The myelin membrane influences the organization of molecules on the axonal surface

Abstract

The paranodal axoglial junction, a highly unique and specialized vertebrate structure, is the most likely domain at which axon‐glial communication takes place. The molecular components of this structure are largely unknown. The first identified protein that was localized specifically to the axoglial junction was caspr/paranodin, on the axonal side. The second was neurofascin 155 (NF155), a member of the immunoglobulin superfamily of cell adhesion molecules, on the glial cell side. In the mature myelinating glial cell, NF155 clusters in apposition to axonal caspr at the paranodal junction. These proteins are believed to be important in the establishment and stabilization of the axo‐glial contact and in the restriction of sodium channels to the nodal region. We have studied the spatial and temporal organization of the myelin membrane and the way myelin influences the organization of the axon, in particular of membrane proteins at the nodal and paranodal level. We observed that there is a focal increase of caspr along axonal segments that are in contact with oligodendrocyte membrane expansions.
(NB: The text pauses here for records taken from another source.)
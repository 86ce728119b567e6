//! Route webhook: the per-route state machine covering owner controls
//! (replies, block/unblock) and the visitor path (welcome, verification
//! gate, relay).

use std::sync::Arc;

use axum::{
    extract::{Path, State},
    http::{HeaderMap, StatusCode},
    Json,
};

use super::{internal_error, secret_header_matches, texts, ACK};
use crate::blocklist;
use crate::correlate;
use crate::counters;
use crate::fraud;
use crate::registry::{self, Route};
use crate::state::AppState;
use crate::store::keys;
use crate::telegram::{self, CallbackQuery, Message, MessageOptions, Update, User};
use crate::verify::gate;

/// POST /entry/{route_id} — webhook for a hosted route's bot.
pub async fn webhook(
    State(state): State<AppState>,
    Path(route_id): Path<String>,
    headers: HeaderMap,
    Json(update): Json<Update>,
) -> Result<&'static str, (StatusCode, String)> {
    let Some(route) = registry::lookup(state.store.as_ref(), &route_id)
        .await
        .map_err(internal_error)?
    else {
        return Err((StatusCode::NOT_FOUND, "Bot not found".to_string()));
    };

    // The secret registered alongside the webhook must come back on every
    // delivery; anything else is not Telegram.
    if !secret_header_matches(&headers, &route.secret) {
        return Err((StatusCode::UNAUTHORIZED, "Bad webhook secret".to_string()));
    }

    if let Some(cq) = update.callback_query {
        handle_callback(&state, &route, cq).await?;
        return Ok(ACK);
    }

    let Some(msg) = update.message else {
        return Ok(ACK);
    };

    if msg.chat.id == route.owner_id {
        handle_owner_message(&state, &route, msg).await?;
    } else {
        handle_visitor_message(&state, &route, &route_id, msg).await?;
    }
    Ok(ACK)
}

/// Block/unblock buttons under relayed messages. Only the owner's presses
/// have effect; anyone else gets an alert and nothing changes.
async fn handle_callback(
    state: &AppState,
    route: &Route,
    cq: CallbackQuery,
) -> Result<(), (StatusCode, String)> {
    let token = &route.token;
    let chat_id = cq.message.as_ref().map(|m| m.chat.id);

    if chat_id != Some(route.owner_id) {
        if let Err(e) = state
            .telegram
            .answer_callback_query(token, &cq.id, Some("Not allowed"), true)
            .await
        {
            tracing::debug!("Callback ack failed: {}", e);
        }
        return Ok(());
    }

    let data = cq.data.as_deref().unwrap_or("");
    let store = state.store.as_ref();

    let (ack_text, show_alert) = if let Some(target) = parse_target(data, texts::CB_BLOCK_PREFIX) {
        blocklist::set_blocked(store, target, true)
            .await
            .map_err(internal_error)?;
        (Some(texts::blocked_ack(&target.to_string())), true)
    } else if let Some(target) = parse_target(data, texts::CB_UNBLOCK_PREFIX) {
        blocklist::set_blocked(store, target, false)
            .await
            .map_err(internal_error)?;
        (Some(texts::unblocked_ack(&target.to_string())), true)
    } else {
        // reply_placeholder and anything unknown: plain ack
        (None, false)
    };

    if let Err(e) = state
        .telegram
        .answer_callback_query(token, &cq.id, ack_text.as_deref(), show_alert)
        .await
    {
        tracing::debug!("Callback ack failed: {}", e);
    }
    Ok(())
}

fn parse_target(data: &str, prefix: &str) -> Option<i64> {
    data.strip_prefix(prefix)?.parse().ok()
}

async fn handle_owner_message(
    state: &AppState,
    route: &Route,
    msg: Message,
) -> Result<(), (StatusCode, String)> {
    let token = &route.token;
    let store = state.store.as_ref();
    let text = msg.text_or_empty().to_string();

    if let Some(replied_to) = &msg.reply_to_message {
        let visitor_id = correlate::resolve(store, replied_to.message_id)
            .await
            .map_err(internal_error)?;

        // Expired or foreign reply target: drop silently. The owner replying
        // to their own notes must not leak anywhere.
        if let Some(visitor_id) = visitor_id {
            if text.starts_with("/block") {
                blocklist::set_blocked(store, visitor_id, true)
                    .await
                    .map_err(internal_error)?;
                let ack = texts::blocked_ack(&visitor_id.to_string());
                send(state, token, route.owner_id, &ack).await;
                return Ok(());
            }
            if text.starts_with("/unblock") {
                blocklist::set_blocked(store, visitor_id, false)
                    .await
                    .map_err(internal_error)?;
                let ack = texts::unblocked_ack(&visitor_id.to_string());
                send(state, token, route.owner_id, &ack).await;
                return Ok(());
            }

            if let Err(e) = state
                .telegram
                .copy_message(token, visitor_id, msg.chat.id, msg.message_id, None)
                .await
            {
                tracing::warn!("Reply relay to {} failed: {}", visitor_id, e);
            }
            return Ok(());
        }
    }

    if text == "/start" {
        send(state, token, route.owner_id, texts::OWNER_HELP).await;
        // Re-install the command menu so routes created before the menu
        // existed pick it up too.
        let telegram = Arc::clone(&state.telegram);
        let token = token.clone();
        tokio::spawn(async move {
            if let Err(e) = telegram
                .set_my_commands(&token, &telegram::default_commands())
                .await
            {
                tracing::debug!("setMyCommands failed: {}", e);
            }
        });
    }
    Ok(())
}

async fn handle_visitor_message(
    state: &AppState,
    route: &Route,
    route_id: &str,
    msg: Message,
) -> Result<(), (StatusCode, String)> {
    let token = &route.token;
    let store = state.store.as_ref();
    let visitor_id = msg.chat.id;
    let text = msg.text_or_empty().to_string();

    if blocklist::is_blocked(store, visitor_id)
        .await
        .map_err(internal_error)?
    {
        send(state, token, visitor_id, texts::BLOCKED_NOTICE).await;
        return Ok(());
    }

    if text == "/start" {
        counters::spawn_increment(Arc::clone(&state.store), keys::route_users(route_id));
        let welcome = route.welcome_msg.as_deref().unwrap_or(texts::VISITOR_WELCOME);
        send(state, token, visitor_id, welcome).await;
        return Ok(());
    }

    if route.enable_verify
        && !gate::is_verified(store, route_id, visitor_id)
            .await
            .map_err(internal_error)?
    {
        send_challenge(state, route, route_id, visitor_id, msg.from.as_ref()).await;
        return Ok(());
    }

    relay_to_owner(state, route, route_id, msg).await
}

async fn send_challenge(
    state: &AppState,
    route: &Route,
    route_id: &str,
    visitor_id: i64,
    visitor: Option<&User>,
) {
    let first_name = visitor
        .map(|u| u.first_name.as_str())
        .filter(|n| !n.is_empty())
        .unwrap_or("User");
    let username = visitor
        .and_then(|u| u.username.as_deref())
        .map(|u| format!("(@{})", u))
        .unwrap_or_default();

    let base = state.config.public_url.trim_end_matches('/');
    let url = reqwest::Url::parse_with_params(
        &format!("{}/verify", base),
        &[
            ("uid", visitor_id.to_string().as_str()),
            ("routeId", route_id),
            ("name", first_name),
            ("user", &username),
        ],
    );
    let url = match url {
        Ok(url) => url,
        Err(e) => {
            tracing::error!("Challenge URL construction failed: {}", e);
            return;
        }
    };

    if let Err(e) = state
        .telegram
        .send_message(
            &route.token,
            visitor_id,
            texts::VERIFY_PROMPT,
            MessageOptions::markdown().with_markup(texts::verify_keyboard(url.as_str())),
        )
        .await
    {
        tracing::warn!("Challenge prompt to {} failed: {}", visitor_id, e);
    }
}

/// Copy the visitor's message to the owner with inline controls, then record
/// the correlation and kick off the detached bookkeeping.
async fn relay_to_owner(
    state: &AppState,
    route: &Route,
    route_id: &str,
    msg: Message,
) -> Result<(), (StatusCode, String)> {
    let visitor_id = msg.chat.id;
    let visitor = msg.from.clone().unwrap_or(User {
        id: visitor_id,
        first_name: String::new(),
        last_name: None,
        username: None,
    });

    let relayed = match state
        .telegram
        .copy_message(
            &route.token,
            route.owner_id,
            visitor_id,
            msg.message_id,
            Some(texts::relay_controls(&visitor)),
        )
        .await
    {
        Ok(relayed) => relayed,
        Err(e) => {
            // No correlation, no counters: nothing reached the owner.
            tracing::warn!("Relay to owner {} failed: {}", route.owner_id, e);
            return Ok(());
        }
    };

    // The owner can only reply if this mapping lands; treat a store failure
    // here as a real error so the upstream retries the delivery.
    correlate::record(state.store.as_ref(), relayed.message_id, visitor_id)
        .await
        .map_err(internal_error)?;

    counters::spawn_increment(Arc::clone(&state.store), keys::route_msgs(route_id));

    let telegram = Arc::clone(&state.telegram);
    let http = state.http.clone();
    let fraud_db_url = state.config.fraud_db_url.clone();
    let token = route.token.clone();
    let owner_id = route.owner_id;
    tokio::spawn(async move {
        if fraud::is_suspicious(&http, &fraud_db_url, visitor_id).await {
            if let Err(e) = telegram
                .send_message(
                    &token,
                    owner_id,
                    &texts::fraud_alert(visitor_id),
                    MessageOptions::markdown(),
                )
                .await
            {
                tracing::debug!("Fraud alert to owner failed: {}", e);
            }
        }
    });

    Ok(())
}

/// Markdown send with failures logged, not propagated.
async fn send(state: &AppState, token: &str, chat_id: i64, text: &str) {
    if let Err(e) = state
        .telegram
        .send_message(token, chat_id, text, MessageOptions::markdown())
        .await
    {
        tracing::warn!("sendMessage to {} failed: {}", chat_id, e);
    }
}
This up‐regulation or redistribution of caspr on the axonal side is mirrored by an increased of NF155 on the oligodendrocyte side. Therefore, caspr and NF155 codistribute from the time of initial contact, until they reach their final distribution at the paranodal junction. This implicates NF155 and caspr in axoglial recognition and early communication, as well as in the establishment of membrane compartments or domains, where molecules are restricted from freely diffusing in the lateral plane of the axonal membrane.